EXERCISE GOAL - Would you print all of the entries word for word?

Records from a dataset -

//! Two-color theme derivation from album artwork.
//!
//! The extractor reduces the artwork to a small palette, ranks palette
//! entries by how many pixels they cover, and picks:
//!
//! * **primary** - the highest-coverage color, and
//! * **secondary** - the remaining candidate with the highest WCAG contrast
//!   ratio against the primary.
//!
//! The intent is legibility (text-on-background use), not merely the two
//! most frequent colors: a near-duplicate of the primary loses to a rarer
//! but contrasting one. Quantization is a k-means pass with centroids
//! seeded from evenly spaced positions over the distinct sample colors in
//! sorted order, so the result is deterministic for a given image.

use serde::{
    ser::{SerializeTuple, Serializer},
    Serialize,
};
use thiserror::Error;

/// An sRGB color.
#[derive(Clone, Copy, Debug, PartialEq, Eq, Hash)]
pub struct Rgb {
    pub r: u8,
    pub g: u8,
    pub b: u8,
}

/// Serialized as a `[r, g, b]` triple.
impl Serialize for Rgb {
    fn serialize<S>(&self, serializer: S) -> Result<S::Ok, S::Error>
    where
        S: Serializer,
    {
        let mut tuple = serializer.serialize_tuple(3)?;
        tuple.serialize_element(&self.r)?;
        tuple.serialize_element(&self.g)?;
        tuple.serialize_element(&self.b)?;
        tuple.end()
    }
}

/// The two theme colors derived from one artwork image.
#[derive(Clone, Copy, Debug, Serialize, PartialEq, Eq)]
pub struct Theme {
    pub primary: Rgb,
    pub secondary: Rgb,
}

/// Errors from theme derivation.
#[derive(Error, Debug)]
pub enum ThemeError {
    /// The artwork bytes are not a decodable image.
    #[error("artwork decode failed: {0}")]
    Decode(#[from] image::ImageError),

    /// The decoded image has no pixels to sample.
    #[error("artwork image is empty")]
    Empty,
}

/// Upper bound on pixels fed into clustering; larger images are strided.
const MAX_SAMPLES: usize = 6_000;

/// Iteration cap for the k-means refinement.
const MAX_ITERATIONS: usize = 10;

/// Derives a theme from raw artwork bytes.
///
/// `palette_size` is the number of candidate colors considered; the
/// reference value is 4. Deterministic for a given image and palette size.
pub fn extract(artwork: &[u8], palette_size: usize) -> Result<Theme, ThemeError> {
    let image = image::load_from_memory(artwork)?.to_rgb8();
    let samples = sample_pixels(&image);
    if samples.is_empty() {
        return Err(ThemeError::Empty);
    }

    let candidates = dominant_colors(&samples, palette_size.max(2));

    // At least one candidate exists since samples is non-empty.
    let primary = candidates[0];
    let secondary = pick_secondary(primary, &candidates[1..]).unwrap_or(primary);

    Ok(Theme { primary, secondary })
}

/// Collects at most [`MAX_SAMPLES`] pixels, evenly strided over the image.
fn sample_pixels(image: &image::RgbImage) -> Vec<Rgb> {
    let pixels = image.pixels().len();
    let stride = pixels.div_ceil(MAX_SAMPLES).max(1);

    image
        .pixels()
        .step_by(stride)
        .map(|pixel| Rgb {
            r: pixel.0[0],
            g: pixel.0[1],
            b: pixel.0[2],
        })
        .collect()
}

/// Quantizes `samples` to at most `k` palette entries and returns them
/// ordered by descending pixel coverage, ties broken by palette index.
#[expect(clippy::cast_precision_loss)]
fn dominant_colors(samples: &[Rgb], k: usize) -> Vec<Rgb> {
    // Deterministic seeding: evenly spaced positions over the distinct
    // sample colors in sorted order. An image with at most `k` distinct
    // colors gets one cluster per color.
    let mut distinct: Vec<Rgb> = samples.to_vec();
    distinct.sort_unstable_by_key(|color| (color.r, color.g, color.b));
    distinct.dedup();

    let k = k.min(distinct.len());
    let mut centroids: Vec<[f64; 3]> = (0..k)
        .map(|i| as_centroid(distinct[i * distinct.len() / k]))
        .collect();

    let mut assignments = vec![0usize; samples.len()];
    let mut counts = vec![0usize; k];

    for _ in 0..MAX_ITERATIONS {
        let mut changed = false;
        for (sample, assignment) in samples.iter().zip(assignments.iter_mut()) {
            let nearest = nearest_centroid(&centroids, *sample);
            if nearest != *assignment {
                *assignment = nearest;
                changed = true;
            }
        }

        let mut sums = vec![[0.0f64; 3]; k];
        counts.fill(0);
        for (sample, &assignment) in samples.iter().zip(assignments.iter()) {
            let point = as_centroid(*sample);
            for channel in 0..3 {
                sums[assignment][channel] += point[channel];
            }
            counts[assignment] += 1;
        }

        for (centroid, (sum, &count)) in centroids.iter_mut().zip(sums.iter().zip(counts.iter())) {
            // An empty cluster keeps its previous centroid.
            if count > 0 {
                for channel in 0..3 {
                    centroid[channel] = sum[channel] / count as f64;
                }
            }
        }

        if !changed {
            break;
        }
    }

    let mut ranked: Vec<(usize, usize)> = counts
        .iter()
        .enumerate()
        .filter(|(_, &count)| count > 0)
        .map(|(index, &count)| (index, count))
        .collect();
    ranked.sort_by_key(|&(index, count)| (std::cmp::Reverse(count), index));

    ranked
        .into_iter()
        .map(|(index, _)| from_centroid(centroids[index]))
        .collect()
}

fn nearest_centroid(centroids: &[[f64; 3]], sample: Rgb) -> usize {
    let point = as_centroid(sample);
    let mut best = 0;
    let mut best_distance = f64::INFINITY;
    for (index, centroid) in centroids.iter().enumerate() {
        let distance: f64 = (0..3)
            .map(|channel| {
                let delta = centroid[channel] - point[channel];
                delta * delta
            })
            .sum();
        if distance < best_distance {
            best = index;
            best_distance = distance;
        }
    }
    best
}

fn as_centroid(color: Rgb) -> [f64; 3] {
    [f64::from(color.r), f64::from(color.g), f64::from(color.b)]
}

#[expect(clippy::cast_possible_truncation, clippy::cast_sign_loss)]
fn from_centroid(centroid: [f64; 3]) -> Rgb {
    Rgb {
        r: centroid[0].round().clamp(0.0, 255.0) as u8,
        g: centroid[1].round().clamp(0.0, 255.0) as u8,
        b: centroid[2].round().clamp(0.0, 255.0) as u8,
    }
}

/// Picks the candidate with the highest contrast ratio against `primary`.
///
/// A strict comparison keeps the earliest candidate on ties, matching the
/// frequency-sorted candidate order.
fn pick_secondary(primary: Rgb, candidates: &[Rgb]) -> Option<Rgb> {
    let primary_luminance = relative_luminance(primary);

    let mut best: Option<(Rgb, f64)> = None;
    for &candidate in candidates {
        let ratio = contrast_ratio(primary_luminance, relative_luminance(candidate));
        match best {
            Some((_, best_ratio)) if ratio <= best_ratio => {}
            _ => best = Some((candidate, ratio)),
        }
    }

    best.map(|(color, _)| color)
}

/// WCAG relative luminance of an sRGB color, in `[0, 1]`.
///
/// Each channel is normalized to `[0, 1]` and gamma-expanded: values at or
/// below 0.03928 scale linearly by 1/12.92, the rest follow the 2.4-power
/// curve. Channels combine with the 0.2126/0.7152/0.0722 weights.
#[must_use]
pub fn relative_luminance(color: Rgb) -> f64 {
    fn linearize(channel: u8) -> f64 {
        let c = f64::from(channel) / 255.0;
        if c <= 0.03928 {
            c / 12.92
        } else {
            ((c + 0.055) / 1.055).powf(2.4)
        }
    }

    0.2126 * linearize(color.r) + 0.7152 * linearize(color.g) + 0.0722 * linearize(color.b)
}

/// WCAG contrast ratio between two luminances, in `[1, 21]`.
#[must_use]
pub fn contrast_ratio(a: f64, b: f64) -> f64 {
    let (lighter, darker) = if a >= b { (a, b) } else { (b, a) };
    (lighter + 0.05) / (darker + 0.05)
}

SOLUTION FOR THIS EXERCISE -
//! Two-color theme derivation from album artwork.
//!
//! The extractor reduces the artwork to a small palette, ranks palette
//! entries by how many pixels they cover, and picks:
//!
//! * **primary** - the highest-coverage color, and
//! * **secondary** - the remaining candidate with the highest WCAG contrast
//!   ratio against the primary.
//!
//! The intent is legibility (text-on-background use), not merely the two
//! most frequent colors: a near-duplicate of the primary loses to a rarer
//! but contrasting one. Quantization is a k-means pass with centroids
//! seeded from evenly spaced positions over the distinct sample colors in
//! sorted order, so the result is deterministic for a given image.

use serde::{
    ser::{SerializeTuple, Serializer},
    Serialize,
};
use thiserror::Error;

/// An sRGB color.
#[derive(Clone, Copy, Debug, PartialEq, Eq, Hash)]
pub struct Rgb {
    pub r: u8,
    pub g: u8,
    pub b: u8,
}

/// Serialized as a `[r, g, b]` triple.
impl Serialize for Rgb {
    fn serialize<S>(&self, serializer: S) -> Result<S::Ok, S::Error>
    where
        S: Serializer,
    {
        let mut tuple = serializer.serialize_tuple(3)?;
        tuple.serialize_element(&self.r)?;
        tuple.serialize_element(&self.g)?;
        tuple.serialize_element(&self.b)?;
        tuple.end()
    }
}

/// The two theme colors derived from one artwork image.
#[derive(Clone, Copy, Debug, Serialize, PartialEq, Eq)]
pub struct Theme {
    pub primary: Rgb,
    pub secondary: Rgb,
}

/// Errors from theme derivation.
#[derive(Error, Debug)]
pub enum ThemeError {
    /// The artwork bytes are not a decodable image.
    #[error("artwork decode failed: {0}")]
    Decode(#[from] image::ImageError),

    /// The decoded image has no pixels to sample.
    #[error("artwork image is empty")]
    Empty,
}

/// Upper bound on pixels fed into clustering; larger images are strided.
const MAX_SAMPLES: usize = 6_000;

/// Iteration cap for the k-means refinement.
const MAX_ITERATIONS: usize = 10;

/// Derives a theme from raw artwork bytes.
///
/// `palette_size` is the number of candidate colors considered; the
/// reference value is 4. Deterministic for a given image and palette size.
pub fn extract(artwork: &[u8], palette_size: usize) -> Result<Theme, ThemeError> {
    let image = image::load_from_memory(artwork)?.to_rgb8();
    let samples = sample_pixels(&image);
    if samples.is_empty() {
        return Err(ThemeError::Empty);
    }

    let candidates = dominant_colors(&samples, palette_size.max(2));

    // At least one candidate exists since samples is non-empty.
    let primary = candidates[0];
    let secondary = pick_secondary(primary, &candidates[1..]).unwrap_or(primary);

    Ok(Theme { primary, secondary })
}

/// Collects at most [`MAX_SAMPLES`] pixels, evenly strided over the image.
fn sample_pixels(image: &image::RgbImage) -> Vec<Rgb> {
    let pixels = image.pixels().len();
    let stride = pixels.div_ceil(MAX_SAMPLES).max(1);

    image
        .pixels()
        .step_by(stride)
        .map(|pixel| Rgb {
            r: pixel.0[0],
            g: pixel.0[1],
            b: pixel.0[2],
        })
        .collect()
}

/// Quantizes `samples` to at most `k` palette entries and returns them
/// ordered by descending pixel coverage, ties broken by palette index.
#[expect(clippy::cast_precision_loss)]
fn dominant_colors(samples: &[Rgb], k: usize) -> Vec<Rgb> {
    // Deterministic seeding: evenly spaced positions over the distinct
    // sample colors in sorted order. An image with at most `k` distinct
    // colors gets one cluster per color.
    let mut distinct: Vec<Rgb> = samples.to_vec();
    distinct.sort_unstable_by_key(|color| (color.r, color.g, color.b));
    distinct.dedup();

    let k = k.min(distinct.len());
    let mut centroids: Vec<[f64; 3]> = (0..k)
        .map(|i| as_centroid(distinct[i * distinct.len() / k]))
        .collect();

    let mut assignments = vec![0usize; samples.len()];
    let mut counts = vec![0usize; k];

    for _ in 0..MAX_ITERATIONS {
        let mut changed = false;
        for (sample, assignment) in samples.iter().zip(assignments.iter_mut()) {
            let nearest = nearest_centroid(&centroids, *sample);
            if nearest != *assignment {
                *assignment = nearest;
                changed = true;
            }
        }

        let mut sums = vec![[0.0f64; 3]; k];
        counts.fill(0);
        for (sample, &assignment) in samples.iter().zip(assignments.iter()) {
            let point = as_centroid(*sample);
            for channel in 0..3 {
                sums[assignment][channel] += point[channel];
            }
            counts[assignment] += 1;
        }

        for (centroid, (sum, &count)) in centroids.iter_mut().zip(sums.iter().zip(counts.iter())) {
            // An empty cluster keeps its previous centroid.
            if count > 0 {
                for channel in 0..3 {
                    centroid[channel] = sum[channel] / count as f64;
                }
            }
        }

        if !changed {
            break;
        }
    }

    let mut ranked: Vec<(usize, usize)> = counts
        .iter()
        .enumerate()
        .filter(|(_, &count)| count > 0)
        .map(|(index, &count)| (index, count))
        .collect();
    ranked.sort_by_key(|&(index, count)| (std::cmp::Reverse(count), index));

    ranked
        .into_iter()
        .map(|(index, _)| from_centroid(centroids[index]))
        .collect()
}

fn nearest_centroid(centroids: &[[f64; 3]], sample: Rgb) -> usize {
    let point = as_centroid(sample);
    let mut best = 0;
    let mut best_distance = f64::INFINITY;
    for (index, centroid) in centroids.iter().enumerate() {
        let distance: f64 = (0..3)
            .map(|channel| {
                let delta = centroid[channel] - point[channel];
                delta * delta
            })
            .sum();
        if distance < best_distance {
            best = index;
            best_distance = distance;
        }
    }
    best
}

fn as_centroid(color: Rgb) -> [f64; 3] {
    [f64::from(color.r), f64::from(color.g), f64::from(color.b)]
}

#[expect(clippy::cast_possible_truncation, clippy::cast_sign_loss)]
fn from_centroid(centroid: [f64; 3]) -> Rgb {
    Rgb {
        r: centroid[0].round().clamp(0.0, 255.0) as u8,
        g: centroid[1].round().clamp(0.0, 255.0) as u8,
        b: centroid[2].round().clamp(0.0, 255.0) as u8,
    }
}

/// Picks the candidate with the highest contrast ratio against `primary`.
///
/// A strict comparison keeps the earliest candidate on ties, matching the
/// frequency-sorted candidate order.
fn pick_secondary(primary: Rgb, candidates: &[Rgb]) -> Option<Rgb> {
    let primary_luminance = relative_luminance(primary);

    let mut best: Option<(Rgb, f64)> = None;
    for &candidate in candidates {
        let ratio = contrast_ratio(primary_luminance, relative_luminance(candidate));
        match best {
            Some((_, best_ratio)) if ratio <= best_ratio => {}
            _ => best = Some((candidate, ratio)),
        }
    }

    best.map(|(color, _)| color)
}

/// WCAG relative luminance of an sRGB color, in `[0, 1]`.
///
/// Each channel is normalized to `[0, 1]` and gamma-expanded: values at or
/// below 0.03928 scale linearly by 1/12.92, the rest follow the 2.4-power
/// curve. Channels combine with the 0.2126/0.7152/0.0722 weights.
#[must_use]
pub fn relative_luminance(color: Rgb) -> f64 {
    fn linearize(channel: u8) -> f64 {
        let c = f64::from(channel) / 255.0;
        if c <= 0.03928 {
            c / 12.92
        } else {
            ((c + 0.055) / 1.055).powf(2.4)
        }
    }

    0.2126 * linearize(color.r) + 0.7152 * linearize(color.g) + 0.0722 * linearize(color.b)
}

/// WCAG contrast ratio between two luminances, in `[1, 21]`.
#[must_use]
pub fn contrast_ratio(a: f64, b: f64) -> f64 {
    let (lighter, darker) = if a >= b { (a, b) } else { (b, a) };
    (lighter + 0.05) / (darker + 0.05)
}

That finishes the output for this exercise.